use anyhow::Context;
use radarcore::RadarConfig;
use serde::{Deserialize, Serialize};
use std::fs;
use std::net::{IpAddr, Ipv4Addr};
use std::path::Path;

/// Node settings loadable from a YAML file; anything omitted falls back to
/// the reference defaults.
#[derive(Clone, Debug, Serialize, Deserialize)]
#[serde(default)]
pub struct StationSettings {
    pub bind_address: IpAddr,
    pub listen_port: u16,
    pub merge_interval_secs: u64,
    pub push_interval_secs: u64,
    pub sweep_tick_millis: u64,
    pub sweep_step_deg: f32,
    pub default_extent: f32,
    pub distance_scale: f32,
    pub max_payload_bytes: usize,
    pub read_timeout_secs: u64,
    pub acknowledge: bool,
}

impl Default for StationSettings {
    fn default() -> Self {
        Self {
            bind_address: IpAddr::V4(Ipv4Addr::UNSPECIFIED),
            listen_port: 5000,
            merge_interval_secs: 2,
            push_interval_secs: 5,
            sweep_tick_millis: 50,
            sweep_step_deg: 2.0,
            default_extent: 950.0,
            distance_scale: 30.0,
            max_payload_bytes: 4096,
            read_timeout_secs: 5,
            acknowledge: false,
        }
    }
}

impl StationSettings {
    pub fn load<P: AsRef<Path>>(path: P) -> anyhow::Result<Self> {
        let path_ref = path.as_ref();
        let contents = fs::read_to_string(path_ref)
            .with_context(|| format!("reading station settings {}", path_ref.display()))?;
        let settings: StationSettings = serde_yaml::from_str(&contents)
            .with_context(|| format!("parsing station settings {}", path_ref.display()))?;
        Ok(settings)
    }

    pub fn to_radar_config(&self) -> RadarConfig {
        RadarConfig {
            bind_address: self.bind_address,
            listen_port: self.listen_port,
            merge_interval_secs: self.merge_interval_secs,
            sweep_tick_millis: self.sweep_tick_millis,
            sweep_step_deg: self.sweep_step_deg,
            default_extent: self.default_extent,
            distance_scale: self.distance_scale,
            max_payload_bytes: self.max_payload_bytes,
            read_timeout_secs: self.read_timeout_secs,
            acknowledge: self.acknowledge,
        }
    }
}

#[cfg(test)]
mod tests {
    use super::*;
    use std::io::Write;
    use tempfile::NamedTempFile;

    #[test]
    fn defaults_match_the_reference_deployment() {
        let settings = StationSettings::default();
        let config = settings.to_radar_config();
        assert_eq!(config.listen_port, 5000);
        assert_eq!(config.merge_interval_secs, 2);
        assert_eq!(config.default_extent, 950.0);
        assert!(!config.acknowledge);
    }

    #[test]
    fn settings_load_reads_yaml() {
        let mut temp = NamedTempFile::new().unwrap();
        temp.write_all(b"listen_port: 6000\nacknowledge: true\npush_interval_secs: 1\n")
            .unwrap();
        let path = temp.into_temp_path();
        let settings = StationSettings::load(&path).unwrap();
        assert_eq!(settings.listen_port, 6000);
        assert!(settings.acknowledge);
        assert_eq!(settings.push_interval_secs, 1);
        // omitted keys keep their defaults
        assert_eq!(settings.distance_scale, 30.0);
        assert_eq!(settings.sweep_tick_millis, 50);
    }

    #[test]
    fn sweep_and_protocol_knobs_reach_the_radar_config() {
        let mut temp = NamedTempFile::new().unwrap();
        temp.write_all(
            b"sweep_tick_millis: 25\nsweep_step_deg: 4.0\nread_timeout_secs: 9\nmax_payload_bytes: 8192\n",
        )
        .unwrap();
        let path = temp.into_temp_path();
        let config = StationSettings::load(&path).unwrap().to_radar_config();
        assert_eq!(config.sweep_tick_millis, 25);
        assert_eq!(config.sweep_step_deg, 4.0);
        assert_eq!(config.read_timeout_secs, 9);
        assert_eq!(config.max_payload_bytes, 8192);
    }
}
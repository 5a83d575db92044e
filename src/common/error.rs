use crate::proto::socks5::Command;
use thiserror::Error;

#[derive(Error, Debug, PartialEq)]
pub enum LurkError {
    #[error("data has incorrect / corrupted field: {0}")]
    DataError(InvalidValue),
    #[error("failed UTF-8 decoding of domain name: {0}")]
    DomainNameDecodingFailed(std::string::FromUtf8Error),
    #[error("{0} is not supported")]
    Unsupported(Unsupported),
    #[error("unable to resolve domain name {0}")]
    UnresolvedDomainName(String),
    #[error("unable to agree on an authentication method")]
    NoAcceptableAuthMethod,
    #[error("invalid username/password credentials")]
    InvalidCredentials,
    #[error("management line exceeds the maximum allowed length")]
    LineTooLong,
    #[error("user {0} already exists")]
    UserAlreadyExists(String),
    #[error("user {0} does not exist")]
    UserNotFound(String),
}

#[derive(Error, Debug, PartialEq)]
pub enum InvalidValue {
    #[error("invalid 'reserved' value {0:#02x}")]
    ReservedValue(u8),
    #[error("invalid type of network address {0:#02x}")]
    AddressType(u8),
    #[error("invalid version of protocol {0:#02x}")]
    ProtocolVersion(u8),
    #[error("invalid authentication method {0:#02x}")]
    AuthMethod(u8),
    #[error("invalid SOCKS command {0:#02x}")]
    SocksCommand(u8),
    #[error("domain name length must be in 1..=255, got {0}")]
    DomainNameLength(u8),
}

#[derive(Error, Debug, PartialEq)]
pub enum Unsupported {
    #[error("{0:?} SOCKS5 command")]
    Socks5Command(Command),
}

______

*EXERCISE GOAL*. Your task is to list each line of the records with the word "InvalidValue".

*ANSWER TO THE PROBLEM*.
    DataError(InvalidValue),
pub enum InvalidValue {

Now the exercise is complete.